Nasza Loteria SR - pasek na kartach artykułów

PO wiecznych przeciętniaków

Michał Smolorz
Na Śląsku głosuje się na Platformę Obywatelską z powodu niechęci do PiS-u

Ileż to razy przeżywać będę déja vu: wojewódzka konferencja sprawozdawczo-wyborcza PZPR wybrała nowe władze. Jedynym kandydatem na stanowisko I sekretarza KW był tow. Zdzisław Grudzień, na którego głosowało 96,5 procent delegatów (proszę cofnąć się o 30 lat i przeczytać "Dziennik Zachodni" lub "Trybunę Robotniczą" z tamtych czasów). Bo ja właśnie przejrzałem wyniki regionalnego zjazdu Platformy Obywatelskiej i mam wrażenie podróży w czasie - cofnąłem się o trzy dekady. Dokładnie ten sam przebieg partyjnego zjazdu, dokładnie ten sam wynik z komentarzem, że jest to "potwierdzenie tego, iż dotychczasowy przewodniczący realizuje strategię i politykę partii, z którą zgadza się i utożsamia większość jej członków". A potem długa lista nic nikomu niemówiących nazwisk.

I tu jest zasadnicza różnica.
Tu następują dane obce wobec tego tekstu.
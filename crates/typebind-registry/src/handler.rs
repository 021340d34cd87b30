//! Handlers: the code that converts one native type across the boundary.
//!
//! A [`TypeHandler`] is registered once and holds no per-slot state. Each
//! successful lookup pairs it with the slot's [`HandlerSpec`] (type, name,
//! direction, ...) into a [`Handler`] instance, which is what wrapper
//! contexts drive.

use std::fmt;
use std::sync::Arc;

use typebind_core::{
    CodeBlock, CodegenError, Declarations, Direction, EmitCode, ForwardWrapper, ReverseWrapper,
    Role, TypeDescriptor,
};

use crate::TypeTransformation;

/// Conversion logic for one family of native types.
///
/// Implementations read everything slot-specific from the [`Handler`] they
/// are given and only write to the shared accumulators of the wrapper.
pub trait TypeHandler: Send + Sync {
    /// Name identifying this handler in diagnostics and lookups.
    fn name(&self) -> &str;

    /// Emit code for a script-to-native wrapper.
    fn emit_forward(
        &self,
        handler: &Handler,
        wrapper: &mut ForwardWrapper,
    ) -> Result<(), CodegenError>;

    /// Emit code for a native-to-script wrapper.
    fn emit_reverse(
        &self,
        handler: &Handler,
        wrapper: &mut ReverseWrapper,
    ) -> Result<(), CodegenError>;
}

/// Construction arguments for one parameter or return-value slot.
///
/// ```
/// use typebind_core::Direction;
/// use typebind_registry::HandlerSpec;
///
/// let spec = HandlerSpec::parameter("int *", "count", Direction::Out)
///     .with_default_value("0");
/// assert_eq!(spec.direction, Direction::Out);
/// assert_eq!(spec.default_value.as_deref(), Some("0"));
/// ```
#[derive(Debug, Clone, PartialEq, Eq)]
pub struct HandlerSpec {
    /// Native type string as written by the caller.
    pub ctype: String,
    /// Slot name, used for variables and keyword names.
    pub name: String,
    pub direction: Direction,
    /// Whether the slot is const-qualified.
    pub is_const: bool,
    /// Native expression used when the script side omits the argument.
    pub default_value: Option<String>,
    /// Whether ownership of the value moves across the call.
    pub transfer_ownership: bool,
}

impl HandlerSpec {
    pub fn new(ctype: impl Into<String>, name: impl Into<String>) -> Self {
        Self {
            ctype: ctype.into(),
            name: name.into(),
            direction: Direction::In,
            is_const: false,
            default_value: None,
            transfer_ownership: false,
        }
    }

    /// Spec for a parameter slot.
    pub fn parameter(
        ctype: impl Into<String>,
        name: impl Into<String>,
        direction: Direction,
    ) -> Self {
        Self::new(ctype, name).with_direction(direction)
    }

    /// Spec for a return-value slot.
    ///
    /// Return values carry data out of the native call, so their direction is `Out`.
    pub fn return_value(ctype: impl Into<String>) -> Self {
        Self::new(ctype, "retval").with_direction(Direction::Out)
    }

    pub fn with_direction(mut self, direction: Direction) -> Self {
        self.direction = direction;
        self
    }

    pub fn with_const(mut self, is_const: bool) -> Self {
        self.is_const = is_const;
        self
    }

    pub fn with_default_value(mut self, value: impl Into<String>) -> Self {
        self.default_value = Some(value.into());
        self
    }

    pub fn with_transfer_ownership(mut self, transfer: bool) -> Self {
        self.transfer_ownership = transfer;
        self
    }
}

/// A handler matched to one slot of one wrapper.
///
/// Created per lookup and discarded once code has been emitted.
#[derive(Clone)]
pub struct Handler {
    role: Role,
    spec: HandlerSpec,
    descriptor: TypeDescriptor,
    original: TypeDescriptor,
    original_ctype: String,
    storage_ctype: String,
    kind: Arc<dyn TypeHandler>,
    transformation: Option<Arc<dyn TypeTransformation>>,
}

impl Handler {
    pub(crate) fn new(
        role: Role,
        spec: HandlerSpec,
        descriptor: TypeDescriptor,
        original: TypeDescriptor,
        kind: Arc<dyn TypeHandler>,
        transformation: Option<Arc<dyn TypeTransformation>>,
    ) -> Self {
        // A declared temporary cannot be a reference or const.
        let storage_ctype = if transformation.is_some() {
            original.without_const().with_reference(false).to_string()
        } else {
            spec.ctype.clone()
        };
        Self {
            role,
            spec,
            descriptor,
            original_ctype: original.to_string(),
            original,
            storage_ctype,
            kind,
            transformation,
        }
    }

    pub fn role(&self) -> Role {
        self.role
    }

    /// Canonical type the handler works with (after any transformation).
    pub fn ctype(&self) -> &str {
        &self.spec.ctype
    }

    /// Parsed form of [`ctype`](Self::ctype).
    pub fn descriptor(&self) -> &TypeDescriptor {
        &self.descriptor
    }

    /// Normalized type string the lookup started from.
    pub fn original_ctype(&self) -> &str {
        &self.original_ctype
    }

    /// Parsed form of [`original_ctype`](Self::original_ctype).
    pub fn original_descriptor(&self) -> &TypeDescriptor {
        &self.original
    }

    /// Type to declare a temporary holding the value on the native side.
    ///
    /// When a transformation applied this is the original type with its
    /// references and leading `const` removed, so `const Ptr<Node> &`
    /// is stored as `Ptr<Node>`.
    pub fn storage_ctype(&self) -> &str {
        &self.storage_ctype
    }

    pub fn name(&self) -> &str {
        &self.spec.name
    }

    pub fn direction(&self) -> Direction {
        self.spec.direction
    }

    pub fn is_const(&self) -> bool {
        self.spec.is_const
    }

    pub fn default_value(&self) -> Option<&str> {
        self.spec.default_value.as_deref()
    }

    pub fn transfer_ownership(&self) -> bool {
        self.spec.transfer_ownership
    }

    pub fn spec(&self) -> &HandlerSpec {
        &self.spec
    }

    /// Name of the registered handler this instance came from.
    pub fn handler_name(&self) -> &str {
        self.kind.name()
    }

    /// Whether the handler was reached through a transformation.
    pub fn was_transformed(&self) -> bool {
        self.transformation.is_some()
    }

    /// The transformation that produced [`ctype`](Self::ctype), if any.
    pub fn transformation(&self) -> Option<&dyn TypeTransformation> {
        self.transformation.as_deref()
    }

    /// Convert a canonical-typed expression back to the original type.
    ///
    /// Identity when no transformation applied.
    pub fn transformed_value(
        &self,
        declarations: &mut Declarations,
        code: &mut CodeBlock,
        expr: &str,
    ) -> String {
        match &self.transformation {
            Some(transformation) => transformation.transform(self, declarations, code, expr),
            None => expr.to_string(),
        }
    }

    /// Convert an original-typed expression to the canonical type.
    ///
    /// Identity when no transformation applied.
    pub fn untransformed_value(
        &self,
        declarations: &mut Declarations,
        code: &mut CodeBlock,
        expr: &str,
    ) -> String {
        match &self.transformation {
            Some(transformation) => transformation.untransform(self, declarations, code, expr),
            None => expr.to_string(),
        }
    }

    /// Error for a direction this handler cannot emit.
    pub fn unsupported_direction(&self) -> CodegenError {
        CodegenError::UnsupportedDirection {
            ctype: self.spec.ctype.clone(),
            direction: self.spec.direction,
        }
    }

    /// Error for a wrapper kind this handler cannot take part in.
    pub fn unsupported_wrapper(&self, wrapper: &'static str) -> CodegenError {
        CodegenError::UnsupportedWrapper {
            ctype: self.spec.ctype.clone(),
            wrapper,
        }
    }
}

impl EmitCode for Handler {
    fn emit_forward(&self, wrapper: &mut ForwardWrapper) -> Result<(), CodegenError> {
        self.kind.emit_forward(self, wrapper)
    }

    fn emit_reverse(&self, wrapper: &mut ReverseWrapper) -> Result<(), CodegenError> {
        self.kind.emit_reverse(self, wrapper)
    }
}

impl fmt::Debug for Handler {
    fn fmt(&self, f: &mut fmt::Formatter<'_>) -> fmt::Result {
        f.debug_struct("Handler")
            .field("handler", &self.kind.name())
            .field("role", &self.role)
            .field("spec", &self.spec)
            .field("original_ctype", &self.original_ctype)
            .field(
                "transformation",
                &self.transformation.as_ref().map(|t| t.name()),
            )
            .finish()
    }
}
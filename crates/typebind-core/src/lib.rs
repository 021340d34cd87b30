//! Typebind core crate.
//!
//! Shared vocabulary for the binding generator's type handling:
//! - [`TypeDescriptor`], the parsed form of a native type string
//! - [`Direction`], [`Directions`] and [`Role`] for handler selection
//! - The error taxonomy ([`ParseError`], [`LookupError`], [`RegistrationError`],
//!   [`CodegenError`] and the umbrella [`BindError`])
//! - Wrapper generation contexts ([`ForwardWrapper`], [`ReverseWrapper`]) and
//!   the accumulators handlers write into
//!
//! # Example
//!
//! ```
//! use typebind_core::{Direction, Directions, TypeDescriptor};
//!
//! let ptr = TypeDescriptor::new("Foo").with_pointers(1);
//! assert_eq!(ptr.to_string(), "Foo *");
//!
//! let dirs = Directions::IN | Directions::INOUT;
//! assert!(dirs.supports(Direction::InOut));
//! assert!(!dirs.supports(Direction::Out));
//! ```

mod descriptor;
mod direction;
mod error;
mod settings;
pub mod wrapper;

pub use descriptor::{Indirection, TypeDescriptor};
pub use direction::{Direction, Directions, Role};
pub use error::{
    BindError, CodegenError, LookupError, ParseError, ParseErrorKind, RegistrationError,
};
pub use settings::WrapperSettings;
pub use wrapper::{
    CodeBlock, Declaration, Declarations, EmitCode, FormatFragment, FormatParams,
    ForwardWrapper, ReverseWrapper,
};
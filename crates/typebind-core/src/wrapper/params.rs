//! Format-string parameter lists.
//!
//! Both directions of conversion are driven by a format string made of
//! short atoms (`i`, `d`, `s#`, `O`, ...) paired with the expressions each
//! atom reads from or writes to. `FormatParams` accumulates those pairs in
//! parameter order.

/// One format atom with its argument expressions.
#[derive(Debug, Clone, PartialEq, Eq)]
pub struct FormatFragment {
    /// Format atom, e.g. `"i"` or `"s#"`.
    pub atom: String,
    /// Expressions consumed by the atom, in order.
    pub args: Vec<String>,
    /// Keyword name, for parse lists that accept keyword arguments.
    pub keyword: Option<String>,
    /// Whether the atom follows the optional-arguments marker.
    pub optional: bool,
}

/// Ordered list of format fragments.
///
/// ```
/// use typebind_core::FormatParams;
///
/// let mut params = FormatParams::new();
/// params.add_parameter("i", ["&x"], Some("x"));
/// params.add_optional_parameter("d", ["&y"], Some("y"));
/// assert_eq!(params.format(), "i|d");
/// assert_eq!(params.args().collect::<Vec<_>>(), ["&x", "&y"]);
/// ```
#[derive(Debug, Clone, Default)]
pub struct FormatParams {
    fragments: Vec<FormatFragment>,
}

impl FormatParams {
    pub fn new() -> Self {
        Self::default()
    }

    /// Append a required parameter.
    pub fn add_parameter<I, S>(&mut self, atom: &str, args: I, keyword: Option<&str>)
    where
        I: IntoIterator<Item = S>,
        S: Into<String>,
    {
        let fragment = Self::fragment(atom, args, keyword, false);
        self.fragments.push(fragment);
    }

    /// Append a parameter that the script side may omit.
    pub fn add_optional_parameter<I, S>(&mut self, atom: &str, args: I, keyword: Option<&str>)
    where
        I: IntoIterator<Item = S>,
        S: Into<String>,
    {
        let fragment = Self::fragment(atom, args, keyword, true);
        self.fragments.push(fragment);
    }

    /// Insert a required parameter ahead of everything added so far.
    ///
    /// Return values use this so they lead the tuple of results even though
    /// they are emitted after the parameters.
    pub fn prepend_parameter<I, S>(&mut self, atom: &str, args: I)
    where
        I: IntoIterator<Item = S>,
        S: Into<String>,
    {
        let fragment = Self::fragment(atom, args, None, false);
        self.fragments.insert(0, fragment);
    }

    /// The full format string.
    ///
    /// A single `|` precedes the first optional atom; every atom after it is
    /// optional as far as the format string is concerned.
    pub fn format(&self) -> String {
        let mut format = String::new();
        let mut in_optional = false;
        for fragment in &self.fragments {
            if fragment.optional && !in_optional {
                format.push('|');
                in_optional = true;
            }
            format.push_str(&fragment.atom);
        }
        format
    }

    /// Every argument expression, flattened in order.
    pub fn args(&self) -> impl Iterator<Item = &str> {
        self.fragments
            .iter()
            .flat_map(|f| f.args.iter().map(String::as_str))
    }

    /// Keyword names of the fragments that have one.
    pub fn keywords(&self) -> Vec<&str> {
        self.fragments
            .iter()
            .filter_map(|f| f.keyword.as_deref())
            .collect()
    }

    pub fn fragments(&self) -> &[FormatFragment] {
        &self.fragments
    }

    pub fn len(&self) -> usize {
        self.fragments.len()
    }

    pub fn is_empty(&self) -> bool {
        self.fragments.is_empty()
    }

    fn fragment<I, S>(atom: &str, args: I, keyword: Option<&str>, optional: bool) -> FormatFragment
    where
        I: IntoIterator<Item = S>,
        S: Into<String>,
    {
        FormatFragment {
            atom: atom.to_string(),
            args: args.into_iter().map(Into::into).collect(),
            keyword: keyword.map(str::to_string),
            optional,
        }
    }
}
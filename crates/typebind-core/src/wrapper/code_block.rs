//! Straight-line code fragments with cleanup tracking.

/// A block of generated statements.
///
/// Cleanup code registered with [`add_cleanup_code`](Self::add_cleanup_code)
/// is replayed, most recent first, inside every error check written after it.
///
/// ```
/// use typebind_core::CodeBlock;
///
/// let mut block = CodeBlock::new();
/// block.add_cleanup_code("Py_DECREF(tmp);");
/// block.write_error_check("value < 0", "return NULL;");
/// assert_eq!(
///     block.lines(),
///     ["if (value < 0) {", "    Py_DECREF(tmp);", "    return NULL;", "}"]
/// );
/// ```
#[derive(Debug, Clone, Default)]
pub struct CodeBlock {
    lines: Vec<String>,
    cleanup: Vec<String>,
}

impl CodeBlock {
    pub fn new() -> Self {
        Self::default()
    }

    /// Append one statement.
    pub fn write_code(&mut self, line: impl Into<String>) {
        self.lines.push(line.into());
    }

    /// Append a check that runs the pending cleanup and bails out on failure.
    pub fn write_error_check(&mut self, failure_condition: &str, error_return: &str) {
        self.lines.push(format!("if ({failure_condition}) {{"));
        for cleanup in self.cleanup.iter().rev() {
            self.lines.push(format!("    {cleanup}"));
        }
        self.lines.push(format!("    {error_return}"));
        self.lines.push("}".to_string());
    }

    /// Register cleanup to run if a later error check fails.
    pub fn add_cleanup_code(&mut self, line: impl Into<String>) {
        self.cleanup.push(line.into());
    }

    pub fn lines(&self) -> &[String] {
        &self.lines
    }

    /// Pending cleanup statements, in registration order.
    pub fn cleanup(&self) -> &[String] {
        &self.cleanup
    }

    pub fn is_empty(&self) -> bool {
        self.lines.is_empty()
    }
}
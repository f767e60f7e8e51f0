//! Zone assembly: symbol grid to tiles, locked-region tagging and entry spawn.

use std::collections::BTreeSet;

use tracing::{debug, info, warn};

use crate::error::{ZoneError, ZoneResult};
use crate::generation::{generate_layout, regions_by_size, GeneratorConfig};
use crate::seeds::{SeedPurpose, ZoneSeeds};
use crate::tilemap::{Coord, Tilemap};

use super::definition::{ZoneDefinition, ZoneKind, CELLULAR_GENERATOR};
use super::tile::{Tile, TileKind};
use super::{LockedRegion, Zone, LOCKED_REGION_ID};

/// Gate-distance thresholds tried in order when picking the entry spawn.
const SPAWN_GATE_THRESHOLDS: [usize; 3] = [4, 2, 0];

/// Border bands tried in order: one step in, two steps in, anywhere.
const SPAWN_BANDS: [Option<usize>; 3] = [Some(1), Some(2), None];

/// Build a zone from its definition. Terrain for generated zones is drawn
/// from the zone's terrain stream, so the same world seed always rebuilds the
/// same grid.
pub fn build_zone(definition: &ZoneDefinition, world_seed: &str) -> ZoneResult<Zone> {
    let rows = layout_rows(definition, world_seed)?;
    let kinds = parse_layout(&rows)?;
    let mut tiles = kinds.map(|&k| Tile::new(k));

    let locked_regions = tag_locked_regions(&mut tiles);

    let entry_spawn = match definition.entry_spawn {
        Some(c) if c.x < tiles.width && c.y < tiles.height && tiles.at(c).is_walkable() => c,
        Some(c) => {
            warn!(zone_id = %definition.id, spawn = %c, "configured entry spawn is not walkable; selecting one");
            select_entry_spawn(&mut tiles)
        }
        None => select_entry_spawn(&mut tiles),
    };

    info!(
        zone_id = %definition.id,
        width = tiles.width,
        height = tiles.height,
        locked = locked_regions.len(),
        spawn = %entry_spawn,
        "zone assembled"
    );

    Ok(Zone::new(definition, world_seed, tiles, entry_spawn, locked_regions))
}

/// Layout rows for a definition: the authored layout, or a generator run.
fn layout_rows(definition: &ZoneDefinition, world_seed: &str) -> ZoneResult<Vec<String>> {
    match definition.kind {
        ZoneKind::Static => definition.layout.clone().ok_or(ZoneError::EmptyLayout),
        ZoneKind::Generated => {
            let generator = definition.generator.as_deref().unwrap_or(CELLULAR_GENERATOR);
            if generator != CELLULAR_GENERATOR {
                return Err(ZoneError::UnknownGenerator(generator.to_string()));
            }

            let mut config = match (&definition.generator_config, definition.width, definition.height) {
                (Some(config), _, _) => config.clone(),
                (None, Some(_), Some(_)) => GeneratorConfig::default(),
                _ => return Err(ZoneError::MissingGeneratorConfig(definition.id.clone())),
            };
            if let Some(w) = definition.width {
                config.width = w;
            }
            if let Some(h) = definition.height {
                config.height = h;
            }

            let seeds = ZoneSeeds::new(world_seed, definition.id.as_str());
            let mut rng = seeds.rng(SeedPurpose::Terrain);
            let layout = generate_layout(&config, &mut rng)?;
            Ok(layout.symbol_rows())
        }
    }
}

/// Map layout symbols to tile kinds. Unknown symbols become walkable with a
/// warning; ragged or empty layouts are rejected.
pub fn parse_layout(rows: &[String]) -> ZoneResult<Tilemap<TileKind>> {
    let expected = rows.first().map(|r| r.chars().count()).unwrap_or(0);
    if expected == 0 {
        return Err(ZoneError::EmptyLayout);
    }

    let mut unknown = BTreeSet::new();
    let mut parsed = Vec::with_capacity(rows.len());
    for (row, line) in rows.iter().enumerate() {
        let found = line.chars().count();
        if found != expected {
            return Err(ZoneError::MalformedLayout { row, expected, found });
        }
        parsed.push(
            line.chars()
                .map(|c| {
                    TileKind::from_symbol(c).unwrap_or_else(|| {
                        unknown.insert(c);
                        TileKind::Walkable
                    })
                })
                .collect::<Vec<_>>(),
        );
    }

    if !unknown.is_empty() {
        warn!(symbols = ?unknown, "unknown layout symbols treated as walkable");
    }

    Tilemap::from_rows(parsed).ok_or(ZoneError::EmptyLayout)
}

/// Tag everything outside the largest walkable component as locked region 1.
///
/// Only runs when the grid has a gate. Gates keep their kind; every other
/// tagged tile is sealed to blocked until the region is unlocked. At most one
/// locked region per zone is supported.
pub fn tag_locked_regions(tiles: &mut Tilemap<Tile>) -> Vec<LockedRegion> {
    let has_gate = tiles.iter().any(|(_, _, t)| t.kind() == TileKind::Locked);
    if !has_gate {
        return Vec::new();
    }

    let regions = regions_by_size(&*tiles, Tile::is_walkable);
    let mut open = Tilemap::new_with(tiles.width, tiles.height, false);
    if let Some(largest) = regions.first() {
        for c in &largest.cells {
            open.set(c.x, c.y, true);
        }
    }

    let mut tagged = 0usize;
    for (x, y, tile) in tiles.iter_mut() {
        let lockable = tile.kind() == TileKind::Locked || (tile.is_walkable() && !*open.get(x, y));
        if lockable {
            tile.lock_into(LOCKED_REGION_ID);
            tagged += 1;
        }
    }

    debug!(tagged, "tagged locked region");
    vec![LockedRegion {
        id: LOCKED_REGION_ID,
        unlocked: false,
    }]
}

/// Pick the entry spawn.
///
/// A minimum gate distance of 4 is tried first, relaxed to 2 and then
/// dropped. Under each threshold, walkable tiles exactly one step in from the
/// border are preferred, then two steps, then anywhere. Within a band the tile
/// farthest from any gate wins (first in row-major order on ties). If nothing
/// qualifies the grid center is forced walkable and used.
pub fn select_entry_spawn(tiles: &mut Tilemap<Tile>) -> Coord {
    let gates: Vec<Coord> = tiles
        .iter()
        .filter(|(_, _, t)| t.kind() == TileKind::Locked)
        .map(|(x, y, _)| Coord::new(x, y))
        .collect();
    let gate_distance = |c: Coord| gates.iter().map(|g| g.manhattan(c)).min().unwrap_or(usize::MAX);

    for threshold in SPAWN_GATE_THRESHOLDS {
        for band in SPAWN_BANDS {
            let mut best: Option<(usize, Coord)> = None;
            for (x, y, tile) in tiles.iter() {
                if !tile.is_walkable() {
                    continue;
                }
                if band.is_some_and(|b| tiles.border_distance(x, y) != b) {
                    continue;
                }
                let c = Coord::new(x, y);
                let dist = gate_distance(c);
                if dist < threshold {
                    continue;
                }
                if best.map_or(true, |(d, _)| dist > d) {
                    best = Some((dist, c));
                }
            }
            if let Some((_, c)) = best {
                return c;
            }
        }
    }

    let center = Coord::new(tiles.width / 2, tiles.height / 2);
    warn!(spawn = %center, "no walkable tile for entry spawn; opening grid center");
    *tiles.at_mut(center) = Tile::new(TileKind::Walkable);
    center
}
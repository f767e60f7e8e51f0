//! Connectivity repair.
//!
//! The two largest regions are left alone (the secondary one is reserved for
//! the locked gate). Every other region is either filled in, when it is too
//! small to be worth a corridor, or tunneled to the primary region.

use tracing::trace;

use crate::tilemap::Coord;

use super::regions::{regions_by_size, Region};
use super::{Cell, CellGrid};

/// What the repair pass changed.
#[derive(Clone, Debug, Default, PartialEq, Eq)]
pub struct RepairReport {
    /// Regions found before repair
    pub initial_regions: usize,
    /// Regions converted back to wall
    pub removed_regions: usize,
    /// Regions joined to the primary region by a corridor
    pub connected_regions: usize,
    /// Wall cells opened by corridors
    pub carved_cells: usize,
}

/// Remove tiny islands and tunnel the remaining minor regions to the primary.
pub fn repair_connectivity(grid: &mut CellGrid, min_region_size: usize) -> RepairReport {
    let regions = regions_by_size(&*grid, Cell::is_floor);
    let mut report = RepairReport {
        initial_regions: regions.len(),
        ..RepairReport::default()
    };

    let Some(primary) = regions.first() else {
        return report;
    };

    let (small, large): (Vec<&Region>, Vec<&Region>) = regions
        .iter()
        .skip(2)
        .partition(|r| r.size() < min_region_size);

    // All fills happen before any corridor is dug
    for region in small {
        for c in &region.cells {
            grid.set(c.x, c.y, Cell::Wall);
        }
        report.removed_regions += 1;
    }

    for region in large {
        if let Some((from, to)) = closest_pair(region, primary) {
            let carved = carve_corridor(grid, from, to);
            trace!(region = region.id, %from, %to, carved = carved.len(), "tunneled region to primary");
            report.carved_cells += carved.len();
            report.connected_regions += 1;
        }
    }

    report
}

/// Closest pair of cells between two regions by Manhattan distance.
///
/// Exhaustive search; the first pair found at the minimum distance wins.
pub fn closest_pair(from: &Region, to: &Region) -> Option<(Coord, Coord)> {
    let mut best: Option<(usize, Coord, Coord)> = None;

    for &a in &from.cells {
        for &b in &to.cells {
            let dist = a.manhattan(b);
            if best.map_or(true, |(d, _, _)| dist < d) {
                best = Some((dist, a, b));
            }
        }
    }

    best.map(|(_, a, b)| (a, b))
}

/// Every cell on the L-shaped path from `from` to `to`: horizontal leg first,
/// then vertical. Both endpoints are included.
pub fn corridor_path(from: Coord, to: Coord) -> Vec<Coord> {
    let mut path = Vec::with_capacity(from.manhattan(to) + 1);
    let mut x = from.x;
    let y = from.y;

    path.push(from);
    while x != to.x {
        x = if x < to.x { x + 1 } else { x - 1 };
        path.push(Coord::new(x, y));
    }

    let mut y = y;
    while y != to.y {
        y = if y < to.y { y + 1 } else { y - 1 };
        path.push(Coord::new(x, y));
    }

    path
}

/// Open every wall cell along the corridor. Returns the converted cells in
/// path order.
pub fn carve_corridor(grid: &mut CellGrid, from: Coord, to: Coord) -> Vec<Coord> {
    let mut carved = Vec::new();
    for c in corridor_path(from, to) {
        if *grid.at(c) == Cell::Wall {
            grid.set(c.x, c.y, Cell::Floor);
            carved.push(c);
        }
    }
    carved
}

#[cfg(test)]
mod tests {
    use super::*;
    use crate::generation::find_regions;
    use crate::tilemap::Tilemap;

    fn grid(rows: &[&str]) -> CellGrid {
        Tilemap::from_rows(
            rows.iter()
                .map(|r| r.chars().map(|c| if c == '.' { Cell::Floor } else { Cell::Wall }).collect())
                .collect(),
        )
        .unwrap()
    }

    #[test]
    fn test_corridor_goes_x_then_y() {
        let path = corridor_path(Coord::new(1, 1), Coord::new(3, 3));
        assert_eq!(
            path,
            vec![
                Coord::new(1, 1),
                Coord::new(2, 1),
                Coord::new(3, 1),
                Coord::new(3, 2),
                Coord::new(3, 3),
            ]
        );
    }

    #[test]
    fn test_small_third_region_removed() {
        let mut g = grid(&[
            "##########",
            "#....#..##",
            "#....#..##",
            "#....#####",
            "######.###",
            "##########",
        ]);
        let report = repair_connectivity(&mut g, 12);
        assert_eq!(report.initial_regions, 3);
        assert_eq!(report.removed_regions, 1);
        assert_eq!(*g.get(6, 4), Cell::Wall);
        assert_eq!(find_regions(&g, Cell::is_floor).len(), 2);
    }

    #[test]
    fn test_large_third_region_tunneled() {
        let mut g = grid(&[
            "##############",
            "#.....#...####",
            "#.....#...####",
            "#.....########",
            "##############",
            "#....#########",
            "#....#########",
            "##############",
        ]);
        // The 3x2 block top right is the third largest; min size 4 keeps it
        let report = repair_connectivity(&mut g, 4);
        assert_eq!(report.connected_regions, 1);
        assert_eq!(report.removed_regions, 0);
        assert!(report.carved_cells >= 1);
        assert_eq!(find_regions(&g, Cell::is_floor).len(), 2);
    }

    #[test]
    fn test_two_regions_untouched() {
        let mut g = grid(&["#####", "#.#.#", "#####"]);
        let before = g.clone();
        let report = repair_connectivity(&mut g, 12);
        assert_eq!(report.removed_regions + report.connected_regions, 0);
        assert_eq!(g, before);
    }
}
Czytając gazetę sprzed 30 lat, na liście nowo wybranych członków "wojewódzkiej organizacji partyjnej" można znaleźć nazwiska znanych twórców, naukowców, profesury różnych dziedzin, managementu, dziennikarzy - jedni figurowali tam z cynizmu, inni z pragmatyzmu, jeszcze inni z przekonania. Wystarczy, by pośród twarzy niezdradzających śladu myślenia, pośród ewidentnych sukinsynów i karierowiczów, pojawiały się postacie znane i dobrze kojarzące się nawet przeciętnemu mieszkańcowi regionu.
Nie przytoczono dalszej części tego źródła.